La morte corre sullo schermo. Giuseppe Previtali, L’ultimo tabù. Filmare la morte fra spettacolarizzazione e politica dello sguardo, Meltemi, Milano 2020

Mirko LinoUniversità degli Studi dell’Aquila (Italy)

Pubblicato: 2022-07-14

Il rapporto tra cinema e morte violenta si articola lungo una serie intense fascinazioni che trovano nelle raffigurazioni estreme di corpi martoriati, feriti, decapitati gli strumenti per misurare i perimetri dell’inguardabile e saggiare la relazione dello sguardo spettatoriale con gli infiniti risvolti dell’osceno. Sottogeneri quali i mondo e gli snuff movie, analizzati nel presente volume, incanalano una medesima pulsione scopica, debordante quanto disarmante, che sfocia negli eccessi del visivo, del disgusto e dello shock. Non solo, dunque, questi sottogeneri maneggiano la materia calda della morte esibita senza filtri, ma accostati allo shock dei video della propaganda jihadista rilanciano i percorsi di una riflessione teorica attenta a cogliere l’esondazione della morte filmata, colta “sul vivo”, oltre i territori del cinema estremo, cioè nella mediatizzazone della realtà geopolitica relativa all’estremismo islamico.

Ed è proprio lungo le esondazioni dello sguardo e le sue canalizzazioni politiche che si inseriscono le argomentazioni del saggio di Giuseppe Previtali. L’analisi dell’autore, infatti, costruisce attorno al tema visivo del vedere morire i collegamenti tra cinema estremo e i video dello Stato Islamico. L’atto di vedere la morte, nella sua irriducibile materia grezza e nella sua ossessiva ricorrenza, viene analizzato a partire da alcune coordinate di campo: quello dei generi cinematografici, (la con-fusione tra documentalità e fiction nel mondo e nello snuff movie), quello della cultura visuale (le relazioni tra immagine e referente), e quello degli intrecci tra esperienza estetica e costruzione politica. Previtali, che recentemente ha curato un volume che approfondisce ulteriormente parte dei discorsi avviati in quello qui recensito1, fornisce una mappatura precisa dei generi cinematografici che descrivono la feticizzazione del cadavere, i modi della sua messa in forma (o messa in morte) e i tropi visivi che lo circondano, arrivando a definirne le linee linguistiche principali. In tal modo, l’analisi getta le basi per uno snodo che amplia e problematizza ulteriormente il quadro della cultura visuale occidentale: la costruzione dell’autenticità della morte nei mondo e negli snuff movie offre, infatti, si presta a offrire un prezioso orientamento nella comprensione delle strategie insite nella mediatizzazione della morte nel fondamentalismo islamico. A tal fine, la riflessione espunge i rischi di un facile orientalismo, e traccia, piuttosto, gli snodi di una comparazione meticolosa tra il modo di allestire le immagini del racconto mediale della guerra tra Occidente e Medio Oriente, tutta incentrata sulla assenza/presenza, rimozione/esposizione delle immagini del corpo che muore.
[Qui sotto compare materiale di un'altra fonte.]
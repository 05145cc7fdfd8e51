//! DTOs module - Data Transfer Objects
//!
//! DTOs separate the external (API) representation from the internal one (entities).

pub mod pet;
pub mod query;

pub use pet::{CreatePetDTO, PetDTO, UpdatePetDTO};
pub use query::{BornAfterQuery, NameSearchQuery, TypeBreedQuery};
//! Pet entity - Persisted pet record with derived age

use chrono::{Datelike, Local, NaiveDate};

#[derive(Debug, Clone, PartialEq, sqlx::FromRow)]
pub struct Pet {
    pub id: i64,
    pub name: String,
    pub pet_type: String,
    pub breed: Option<String>,
    pub birth_date: NaiveDate,
    pub owner_name: Option<String>,
    pub owner_email: Option<String>,
}

impl Pet {
    /// Age in years as of today
    pub fn age(&self) -> i32 {
        age_on(Some(self.birth_date), Local::now().date_naive())
    }
}

/// Calendar-year difference between `today` and the birth date.
///
/// Month and day are ignored, so a pet whose birthday has not yet come this
/// year is reported one year older. Returns 0 without a birth date.
pub fn age_on(birth_date: Option<NaiveDate>, today: NaiveDate) -> i32 {
    match birth_date {
        Some(birth_date) => today.year() - birth_date.year(),
        None => 0,
    }
}
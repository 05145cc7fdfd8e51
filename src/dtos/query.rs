//! Query DTOs - Query string parameters of the search endpoints

use chrono::NaiveDate;
use serde::{Deserialize, Serialize};

/// `/api/pets/born-after?date=YYYY-MM-DD`
#[derive(Serialize, Deserialize, Debug)]
pub struct BornAfterQuery {
    pub date: Option<NaiveDate>,
}

/// `/api/pets/search?type=...&breed=...`
#[derive(Serialize, Deserialize, Debug)]
pub struct TypeBreedQuery {
    #[serde(rename = "type")]
    pub pet_type: Option<String>,
    pub breed: Option<String>,
}

/// `/api/pets/search/name?name=...`
#[derive(Serialize, Deserialize, Debug)]
pub struct NameSearchQuery {
    pub name: Option<String>,
}
//! Entities module - Domain entities
//!
//! Each entity maps one table of the database.

pub mod pet;

pub use pet::Pet;
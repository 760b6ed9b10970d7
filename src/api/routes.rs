use axum::{
    routing::{get, post},
    Router,
    extract::{Form, Json, Query, State},
    http::{HeaderMap, StatusCode},
    response::IntoResponse,
};
use maud::Markup;
use tower_http::cors::{CorsLayer, Any};
use tower_http::trace::TraceLayer;
use tracing::info;

use crate::api::models::{DispatchRequest, DispatchResponse, GenerateForm, PageQuery};
use crate::api::response;
use crate::error::ErrorResponse;
use crate::page;
use crate::session::Session;
use crate::theme::Theme;
use crate::view::{DispatchOutcome, Dispatched, ViewHandle};
use crate::AppState;

pub fn create_router(app_state: AppState) -> Router {
    Router::new()
        .route("/", get(page_handler))
        .route("/generate", post(generate_handler))
        .route("/api/dispatch", post(dispatch_handler))
        .fallback(not_found)
        .layer(TraceLayer::new_for_http())
        .layer(
            CorsLayer::new()
                .allow_origin(Any)
                .allow_methods(Any)
                .allow_headers(Any),
        )
        .with_state(app_state)
}

async fn page_handler(
    State(state): State<AppState>,
    headers: HeaderMap,
    Query(query): Query<PageQuery>,
) -> Markup {
    let view = state
        .new_view(state.session(&headers))
        .with_topic(query.topic.unwrap_or_default())
        .with_result(query.result.unwrap_or_default())
        .with_theme(Theme::from_param(query.theme.as_deref()));

    page::render(&view, &state.links())
}

async fn generate_handler(
    State(state): State<AppState>,
    headers: HeaderMap,
    Form(form): Form<GenerateForm>,
) -> Markup {
    let view = state
        .new_view(state.session(&headers))
        .with_topic(form.topic)
        .with_theme(Theme::from_param(form.theme.as_deref()));
    let handle = ViewHandle::new(view);

    handle.dispatch(state.completion.as_ref(), &form.action).await;

    page::render(&handle.snapshot(), &state.links())
}

async fn dispatch_handler(
    State(state): State<AppState>,
    Json(req): Json<DispatchRequest>,
) -> impl IntoResponse {
    let start_time = std::time::Instant::now();

    let handle = ViewHandle::new(state.new_view(Session::Anonymous).with_topic(req.topic));
    let Dispatched { request, outcome } =
        handle.dispatch(state.completion.as_ref(), &req.action).await;
    info!(action = request.action.name(), elapsed = ?start_time.elapsed(), "dispatch finished");

    match outcome {
        DispatchOutcome::Success(result) => response::success(DispatchResponse {
            action: request.action,
            prompt: request.prompt,
            result,
        }),
        DispatchOutcome::Failure(err) => response::error(err.status_code(), err.to_string()),
    }
}

async fn not_found() -> impl IntoResponse {
    (
        StatusCode::NOT_FOUND,
        Json(ErrorResponse::new("route not found")),
    )
}
//! Prompt dispatch and the view state it renders from.

use std::str::FromStr;
use std::sync::{Arc, Mutex, MutexGuard, PoisonError};

use tracing::{debug, info, warn};

use crate::client::CompletionService;
use crate::error::AppError;
use crate::prompt::Action;
use crate::session::Session;
use crate::theme::Theme;

pub type RequestId = u64;

#[derive(Debug, Clone)]
pub enum DispatchOutcome {
    Success(String),
    Failure(AppError),
}

/// A finished dispatch: the request that was sent and what came back.
#[derive(Debug, Clone)]
pub struct Dispatched {
    pub request: PendingRequest,
    pub outcome: DispatchOutcome,
}

/// How completions of overlapping requests are applied.
#[derive(Debug, Clone, Copy, PartialEq, Eq, Default)]
pub enum ResponseOrdering {
    /// Every completion is applied in arrival order, stale ones included.
    #[default]
    LastWriteWins,
    /// Completions older than the latest issued request are dropped.
    LatestOnly,
}

impl FromStr for ResponseOrdering {
    type Err = String;

    fn from_str(s: &str) -> Result<Self, Self::Err> {
        match s {
            "last-write-wins" => Ok(ResponseOrdering::LastWriteWins),
            "latest-only" => Ok(ResponseOrdering::LatestOnly),
            other => Err(format!(
                "unknown response ordering {:?}, expected last-write-wins or latest-only",
                other
            )),
        }
    }
}

#[derive(Debug, Clone, PartialEq, Eq)]
pub struct PendingRequest {
    pub id: RequestId,
    pub action: Action,
    pub prompt: String,
}

#[derive(Debug, Clone)]
pub struct ResultView {
    topic: String,
    result: String,
    error: Option<String>,
    in_flight: bool,
    theme: Theme,
    session: Session,
    ordering: ResponseOrdering,
    last_issued: RequestId,
}

impl ResultView {
    pub fn new(session: Session) -> Self {
        Self {
            topic: String::new(),
            result: String::new(),
            error: None,
            in_flight: false,
            theme: Theme::default(),
            session,
            ordering: ResponseOrdering::default(),
            last_issued: 0,
        }
    }

    pub fn with_ordering(mut self, ordering: ResponseOrdering) -> Self {
        self.ordering = ordering;
        self
    }

    pub fn with_theme(mut self, theme: Theme) -> Self {
        self.theme = theme;
        self
    }

    pub fn with_topic(mut self, topic: impl Into<String>) -> Self {
        self.topic = topic.into();
        self
    }

    /// Restores a result shown before a page reload.
    pub fn with_result(mut self, result: impl Into<String>) -> Self {
        self.result = result.into();
        self
    }

    pub fn topic(&self) -> &str {
        &self.topic
    }

    pub fn set_topic(&mut self, topic: impl Into<String>) {
        self.topic = topic.into();
    }

    pub fn result(&self) -> &str {
        &self.result
    }

    pub fn error(&self) -> Option<&str> {
        self.error.as_deref()
    }

    pub fn is_loading(&self) -> bool {
        self.in_flight
    }

    pub fn theme(&self) -> Theme {
        self.theme
    }

    pub fn toggle_theme(&mut self) {
        self.theme.toggle();
    }

    pub fn session(&self) -> &Session {
        &self.session
    }

    /// Starts a request for `action` against the current topic.
    pub fn begin(&mut self, action: &str) -> PendingRequest {
        let action = Action::from_name(action);
        self.last_issued += 1;
        self.in_flight = true;
        self.result.clear();
        self.error = None;

        let prompt = action.prompt(&self.topic);
        debug!(request_id = self.last_issued, prompt = %prompt, "composed prompt");

        PendingRequest {
            id: self.last_issued,
            action,
            prompt,
        }
    }

    /// Applies the outcome of request `id`. Returns false when the ordering
    /// policy discarded it as stale.
    pub fn complete(&mut self, id: RequestId, outcome: DispatchOutcome) -> bool {
        if self.ordering == ResponseOrdering::LatestOnly && id < self.last_issued {
            return false;
        }

        match outcome {
            DispatchOutcome::Success(text) => {
                self.result = text;
                self.error = None;
            }
            DispatchOutcome::Failure(err) => {
                self.result.clear();
                self.error = Some(err.to_string());
            }
        }
        self.in_flight = false;
        true
    }
}

/// Shared, lockable [`ResultView`].
#[derive(Debug, Clone)]
pub struct ViewHandle {
    inner: Arc<Mutex<ResultView>>,
}

impl ViewHandle {
    pub fn new(view: ResultView) -> Self {
        Self {
            inner: Arc::new(Mutex::new(view)),
        }
    }

    fn lock(&self) -> MutexGuard<'_, ResultView> {
        self.inner.lock().unwrap_or_else(PoisonError::into_inner)
    }

    pub fn snapshot(&self) -> ResultView {
        self.lock().clone()
    }

    pub fn update<R>(&self, f: impl FnOnce(&mut ResultView) -> R) -> R {
        f(&mut self.lock())
    }

    pub async fn dispatch(
        &self,
        service: &dyn CompletionService,
        action: &str,
    ) -> Dispatched {
        let pending = self.lock().begin(action);
        info!(
            request_id = pending.id,
            action = pending.action.name(),
            "dispatching prompt"
        );

        let outcome = match service.complete(&pending.prompt).await {
            Ok(text) => DispatchOutcome::Success(text),
            Err(err) => {
                warn!(request_id = pending.id, error = %err, "dispatch failed");
                DispatchOutcome::Failure(err)
            }
        };

        let applied = self.lock().complete(pending.id, outcome.clone());
        if !applied {
            warn!(request_id = pending.id, "discarded stale completion");
        }

        Dispatched {
            request: pending,
            outcome,
        }
    }
}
Pertanto, l’analisi del mondo movie articolata nel primo capitolo fornisce una ricognizione storica ed estetica dell’attrazione verso l’osceno, prestandosi a delineare un primo quadro teorico. Ricostruendo in prima istanza la controversa ricezione critica che ha sin dalle prima battute definito il genere, la riflessione procede verso la decostruzione delle strategie retoriche impegnate a restituire una autenticità documentale fittizia. Ed è proprio sul solco di questo effetto di veridizione costitutivo del mondo movie che l’autore nei capitoli successi amplia l’indagine interessandosi allo snuff movie, giungendo poi ad affrontare i modi estremi della messa in morte dei video delle decapitazioni girati dall’IS.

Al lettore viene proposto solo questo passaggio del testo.